Immediately following the Griswold decision, the Connecticut Birth Control League opened the New Haven Planned Parenthood clinic. Initially, league officials reported an “uphill fight” in gaining acceptance, due to a lingering “moral stigma” against family planning among some individuals. By 1967, “unbelievable change” had occurred, and “birth control is booming in the Elm City” — especially among female graduate students at Yale University (this is before the undergraduate college admitted women).
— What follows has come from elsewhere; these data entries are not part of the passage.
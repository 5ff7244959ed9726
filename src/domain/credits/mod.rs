//! Credits module - ledger entries and balance arithmetic.

mod balance;
mod transaction;

pub use balance::CreditBalance;
pub use transaction::{
    CreditTransaction, CreditTransactionKind, NewCreditTransaction, TransactionQuery,
    DEFAULT_PAGE_SIZE, MAX_PAGE_SIZE,
};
Unmarried women in other states were not necessarily so fortunate: in Massachusetts, Bill Baird was arrested for “crimes against chastity” for giving contraceptive foam to an unmarried teenage girl following a lecture at Boston University in 1967.  His conviction was overturned in the decision Eisenstadt v. Baird (1972), in which the Supreme Court rule  “If the right of privacy means anything, it is the right of the individual, married or single, to be free from unwarranted government intrusion into matters so fundamentally affecting a person as the decision whether to bear or beget a child.”

As a recent editorial in the Roanoke Times observes, these rights to privacy still “remain suspect”.   So, go out and enjoy them while you still have them!

More on the History of the Pill

via –  This is an editorial by University of Minnesota Professor Elaine Tyler May, whose new book America and the Pill: A History of Promise, Peril, and Liberation (pictured at left) was just released.   I’m glad to see that May deflates the truism that the Pill caused the sexual revolution — as Kinsey observed, the sexual revolution was well underway before 1960.  Furthermore, as said in my previous post, the Pill wasn’t available to many women when first released.  Even married women in the state of Connecticut could not legally obtain the Pill until 1965 and it took another seven years for the “right to privacy” to be extended to unmarried women as well.

Since Knitting Clio never misses an opportunity to plug her own work, I’ll mention that the Pill is the subject of my paper at the upcoming annual meeting of the American Association for the History of Medicine .   The title is “Safer Than Aspirin: The Campaign for Over-the-Counter Oral Contraceptives.” A longer version of the paper will appear in The Prescription in Perspective: Therapeutic Authority in Late 20th Century America. Edited by Jeremy A. Greene and Elizabeth Siegel Watkins, under contract with Johns Hopkins University Press.

Here’s the abstract:

On January 21, 1993 the U.S. Food and Drug Administration (FDA) announced in the Federal Register that the agency’s Fertility and Maternal Health Drugs Advisory Committee would hold an open public hearing to discuss issues related to providing oral contraceptives without prescription. Philip A. Corfman, director of the Center for Drug Evaluation and Research, stated the agency’s reasoning for this hearing:”I think the pill is safer than aspirin and aspirin is available over the counter.”

One week after the posted Federal Register notice of the open hearing, FDA officials canceled the session. The reasons for this abrupt move, and subsequent failures to make oral contraceptives available over-the-counter, are the subject of this paper. I will use the discussion about nonprescription status for oral contraceptives as a case study in the history of the switch from prescription to over-the-counter drugs. This paper will highlight the conflicting positions of the various stakeholders invested in restricting or promoting consumers’ direct access to their medications.